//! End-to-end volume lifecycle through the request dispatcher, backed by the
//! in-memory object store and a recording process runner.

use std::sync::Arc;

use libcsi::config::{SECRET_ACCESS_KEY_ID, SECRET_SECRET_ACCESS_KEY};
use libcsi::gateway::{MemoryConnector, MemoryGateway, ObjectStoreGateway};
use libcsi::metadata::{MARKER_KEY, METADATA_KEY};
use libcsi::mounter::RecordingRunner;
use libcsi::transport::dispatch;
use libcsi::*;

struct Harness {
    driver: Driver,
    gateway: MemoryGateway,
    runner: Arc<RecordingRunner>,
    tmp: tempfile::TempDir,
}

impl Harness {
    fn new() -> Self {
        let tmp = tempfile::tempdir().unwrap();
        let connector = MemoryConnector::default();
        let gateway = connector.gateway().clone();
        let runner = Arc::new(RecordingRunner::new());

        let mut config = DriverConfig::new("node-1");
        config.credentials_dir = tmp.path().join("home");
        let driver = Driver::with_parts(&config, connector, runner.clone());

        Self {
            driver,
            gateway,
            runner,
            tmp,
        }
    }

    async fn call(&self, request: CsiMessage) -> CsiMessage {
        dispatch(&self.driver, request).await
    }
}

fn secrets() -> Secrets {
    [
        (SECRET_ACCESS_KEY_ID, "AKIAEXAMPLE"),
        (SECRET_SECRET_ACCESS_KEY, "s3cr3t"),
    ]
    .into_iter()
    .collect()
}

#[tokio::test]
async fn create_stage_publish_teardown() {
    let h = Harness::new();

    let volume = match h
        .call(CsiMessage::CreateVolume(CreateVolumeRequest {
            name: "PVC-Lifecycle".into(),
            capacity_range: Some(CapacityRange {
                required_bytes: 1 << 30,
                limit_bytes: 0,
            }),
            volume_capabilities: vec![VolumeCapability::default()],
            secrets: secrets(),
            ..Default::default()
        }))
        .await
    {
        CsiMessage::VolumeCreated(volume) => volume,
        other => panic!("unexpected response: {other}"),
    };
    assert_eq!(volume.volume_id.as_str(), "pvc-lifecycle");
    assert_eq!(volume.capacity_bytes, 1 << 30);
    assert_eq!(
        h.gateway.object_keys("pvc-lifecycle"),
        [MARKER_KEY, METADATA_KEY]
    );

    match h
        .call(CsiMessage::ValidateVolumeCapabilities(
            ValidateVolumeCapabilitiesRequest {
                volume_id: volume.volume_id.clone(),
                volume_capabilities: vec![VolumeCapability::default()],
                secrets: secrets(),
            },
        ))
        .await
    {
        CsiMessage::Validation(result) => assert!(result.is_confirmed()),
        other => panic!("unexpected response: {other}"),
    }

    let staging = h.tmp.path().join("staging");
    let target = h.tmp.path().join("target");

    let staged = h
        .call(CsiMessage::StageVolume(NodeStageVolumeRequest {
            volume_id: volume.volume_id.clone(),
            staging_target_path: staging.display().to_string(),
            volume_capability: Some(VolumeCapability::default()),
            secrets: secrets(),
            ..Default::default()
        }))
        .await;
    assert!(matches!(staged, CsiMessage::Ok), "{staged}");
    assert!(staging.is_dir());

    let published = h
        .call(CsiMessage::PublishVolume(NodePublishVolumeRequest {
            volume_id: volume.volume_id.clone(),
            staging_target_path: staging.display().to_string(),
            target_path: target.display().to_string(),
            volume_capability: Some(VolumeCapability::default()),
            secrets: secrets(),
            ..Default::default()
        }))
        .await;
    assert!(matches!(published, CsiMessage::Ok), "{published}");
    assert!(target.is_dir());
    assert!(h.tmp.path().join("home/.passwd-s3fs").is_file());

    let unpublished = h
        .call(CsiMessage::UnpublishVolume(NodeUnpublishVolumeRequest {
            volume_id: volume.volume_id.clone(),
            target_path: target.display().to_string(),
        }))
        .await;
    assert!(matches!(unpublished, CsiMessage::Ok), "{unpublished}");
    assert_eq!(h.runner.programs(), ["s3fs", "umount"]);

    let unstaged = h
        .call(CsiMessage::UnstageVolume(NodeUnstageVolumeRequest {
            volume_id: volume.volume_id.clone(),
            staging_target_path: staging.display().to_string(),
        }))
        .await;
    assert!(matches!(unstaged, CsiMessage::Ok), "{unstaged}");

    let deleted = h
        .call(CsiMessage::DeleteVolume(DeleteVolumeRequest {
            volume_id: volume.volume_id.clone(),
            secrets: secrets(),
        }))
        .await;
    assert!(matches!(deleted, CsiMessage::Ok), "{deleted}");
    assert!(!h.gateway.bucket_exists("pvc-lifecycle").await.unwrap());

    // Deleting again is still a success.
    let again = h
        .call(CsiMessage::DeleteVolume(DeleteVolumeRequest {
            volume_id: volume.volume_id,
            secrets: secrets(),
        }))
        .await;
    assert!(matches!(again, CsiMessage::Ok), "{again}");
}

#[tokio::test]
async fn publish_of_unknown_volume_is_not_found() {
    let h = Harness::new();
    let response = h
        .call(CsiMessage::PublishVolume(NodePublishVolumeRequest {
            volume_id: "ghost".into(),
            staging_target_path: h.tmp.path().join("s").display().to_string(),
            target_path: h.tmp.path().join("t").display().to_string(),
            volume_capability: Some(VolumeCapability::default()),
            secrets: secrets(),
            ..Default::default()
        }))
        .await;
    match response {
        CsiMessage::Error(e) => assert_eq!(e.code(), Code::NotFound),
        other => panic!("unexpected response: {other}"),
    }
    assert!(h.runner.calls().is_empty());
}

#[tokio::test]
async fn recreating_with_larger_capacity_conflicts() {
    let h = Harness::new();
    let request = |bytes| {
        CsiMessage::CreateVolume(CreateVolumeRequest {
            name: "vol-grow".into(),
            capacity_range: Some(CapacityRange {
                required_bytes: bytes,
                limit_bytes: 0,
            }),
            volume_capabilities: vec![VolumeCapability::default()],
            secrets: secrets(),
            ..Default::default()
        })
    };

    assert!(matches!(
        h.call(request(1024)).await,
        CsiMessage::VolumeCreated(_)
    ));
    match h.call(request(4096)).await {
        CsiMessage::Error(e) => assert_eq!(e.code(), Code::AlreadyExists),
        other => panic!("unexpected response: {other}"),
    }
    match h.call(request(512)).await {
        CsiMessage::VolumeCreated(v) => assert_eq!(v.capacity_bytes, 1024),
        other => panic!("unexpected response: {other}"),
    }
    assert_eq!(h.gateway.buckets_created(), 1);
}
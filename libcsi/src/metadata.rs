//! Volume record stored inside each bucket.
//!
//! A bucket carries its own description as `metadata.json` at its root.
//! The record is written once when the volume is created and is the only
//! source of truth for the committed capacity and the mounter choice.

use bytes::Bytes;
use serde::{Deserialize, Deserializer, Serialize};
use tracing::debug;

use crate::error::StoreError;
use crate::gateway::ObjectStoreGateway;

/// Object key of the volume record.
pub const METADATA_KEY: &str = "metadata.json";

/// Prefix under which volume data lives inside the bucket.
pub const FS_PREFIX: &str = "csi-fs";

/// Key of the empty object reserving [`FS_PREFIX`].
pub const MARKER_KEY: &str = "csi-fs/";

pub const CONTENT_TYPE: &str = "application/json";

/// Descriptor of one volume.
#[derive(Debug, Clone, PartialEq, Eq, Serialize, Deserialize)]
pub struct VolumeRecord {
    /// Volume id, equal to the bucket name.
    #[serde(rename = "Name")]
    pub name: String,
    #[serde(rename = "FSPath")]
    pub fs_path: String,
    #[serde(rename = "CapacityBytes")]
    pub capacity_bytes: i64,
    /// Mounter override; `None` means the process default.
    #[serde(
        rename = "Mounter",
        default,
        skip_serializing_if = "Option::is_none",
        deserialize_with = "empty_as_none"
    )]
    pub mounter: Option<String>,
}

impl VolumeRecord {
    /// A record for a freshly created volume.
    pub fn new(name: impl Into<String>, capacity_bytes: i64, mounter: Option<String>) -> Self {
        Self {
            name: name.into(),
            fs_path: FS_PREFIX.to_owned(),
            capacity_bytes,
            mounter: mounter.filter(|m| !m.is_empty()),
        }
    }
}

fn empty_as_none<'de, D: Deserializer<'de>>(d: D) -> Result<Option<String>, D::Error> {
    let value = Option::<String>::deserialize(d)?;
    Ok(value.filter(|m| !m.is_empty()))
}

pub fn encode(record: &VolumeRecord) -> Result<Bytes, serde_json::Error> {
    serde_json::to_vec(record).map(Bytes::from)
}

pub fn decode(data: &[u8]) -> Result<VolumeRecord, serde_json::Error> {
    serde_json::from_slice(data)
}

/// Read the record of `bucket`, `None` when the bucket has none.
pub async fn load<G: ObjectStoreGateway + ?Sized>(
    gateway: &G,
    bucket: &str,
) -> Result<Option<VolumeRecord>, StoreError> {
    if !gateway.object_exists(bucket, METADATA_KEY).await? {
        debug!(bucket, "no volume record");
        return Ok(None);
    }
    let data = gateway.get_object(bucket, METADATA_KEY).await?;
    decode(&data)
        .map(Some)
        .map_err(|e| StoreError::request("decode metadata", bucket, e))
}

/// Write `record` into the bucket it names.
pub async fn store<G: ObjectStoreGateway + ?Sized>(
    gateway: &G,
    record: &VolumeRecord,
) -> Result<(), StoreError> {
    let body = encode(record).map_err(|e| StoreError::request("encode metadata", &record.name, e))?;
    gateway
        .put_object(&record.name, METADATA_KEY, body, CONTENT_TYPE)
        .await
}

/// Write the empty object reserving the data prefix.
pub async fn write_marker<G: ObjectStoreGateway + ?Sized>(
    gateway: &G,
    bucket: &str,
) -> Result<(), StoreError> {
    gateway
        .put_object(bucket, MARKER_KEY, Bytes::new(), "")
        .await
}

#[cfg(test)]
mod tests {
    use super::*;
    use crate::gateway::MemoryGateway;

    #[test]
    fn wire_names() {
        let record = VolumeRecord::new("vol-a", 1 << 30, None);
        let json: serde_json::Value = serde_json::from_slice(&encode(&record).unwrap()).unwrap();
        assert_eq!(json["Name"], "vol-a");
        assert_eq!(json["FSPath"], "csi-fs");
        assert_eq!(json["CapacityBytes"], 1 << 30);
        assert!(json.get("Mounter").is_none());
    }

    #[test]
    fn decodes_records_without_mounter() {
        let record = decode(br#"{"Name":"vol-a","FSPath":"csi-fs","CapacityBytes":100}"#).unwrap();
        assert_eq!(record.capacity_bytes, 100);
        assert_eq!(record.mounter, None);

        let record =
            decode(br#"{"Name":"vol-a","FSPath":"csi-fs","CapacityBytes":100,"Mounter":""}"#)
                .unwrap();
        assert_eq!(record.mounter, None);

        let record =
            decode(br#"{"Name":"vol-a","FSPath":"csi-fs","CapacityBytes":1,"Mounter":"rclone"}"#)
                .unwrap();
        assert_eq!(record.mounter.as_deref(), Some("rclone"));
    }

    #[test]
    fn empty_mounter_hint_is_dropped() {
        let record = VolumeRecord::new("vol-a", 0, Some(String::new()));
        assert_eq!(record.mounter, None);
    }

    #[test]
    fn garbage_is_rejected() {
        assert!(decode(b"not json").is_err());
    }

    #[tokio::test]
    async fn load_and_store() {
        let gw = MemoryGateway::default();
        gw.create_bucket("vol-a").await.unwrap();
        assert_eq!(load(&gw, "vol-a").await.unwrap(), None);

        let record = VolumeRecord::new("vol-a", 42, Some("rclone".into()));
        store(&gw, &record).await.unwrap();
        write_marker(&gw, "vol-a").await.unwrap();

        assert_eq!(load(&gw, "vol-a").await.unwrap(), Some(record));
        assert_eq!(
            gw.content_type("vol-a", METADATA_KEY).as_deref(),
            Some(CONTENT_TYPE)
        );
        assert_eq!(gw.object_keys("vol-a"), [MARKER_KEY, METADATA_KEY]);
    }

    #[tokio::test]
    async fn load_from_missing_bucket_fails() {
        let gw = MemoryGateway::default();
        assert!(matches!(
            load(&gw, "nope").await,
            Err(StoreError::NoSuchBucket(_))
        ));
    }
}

◆ ◆ ◆ ◆ ◆

Find the string "VolumeRecord" in the listing and return every line that holds it.

pub struct VolumeRecord {
impl VolumeRecord {
pub fn encode(record: &VolumeRecord) -> Result<Bytes, serde_json::Error> {
pub fn decode(data: &[u8]) -> Result<VolumeRecord, serde_json::Error> {
) -> Result<Option<VolumeRecord>, StoreError> {
    record: &VolumeRecord,
        let record = VolumeRecord::new("vol-a", 1 << 30, None);
        let record = VolumeRecord::new("vol-a", 0, Some(String::new()));
        let record = VolumeRecord::new("vol-a", 42, Some("rclone".into()));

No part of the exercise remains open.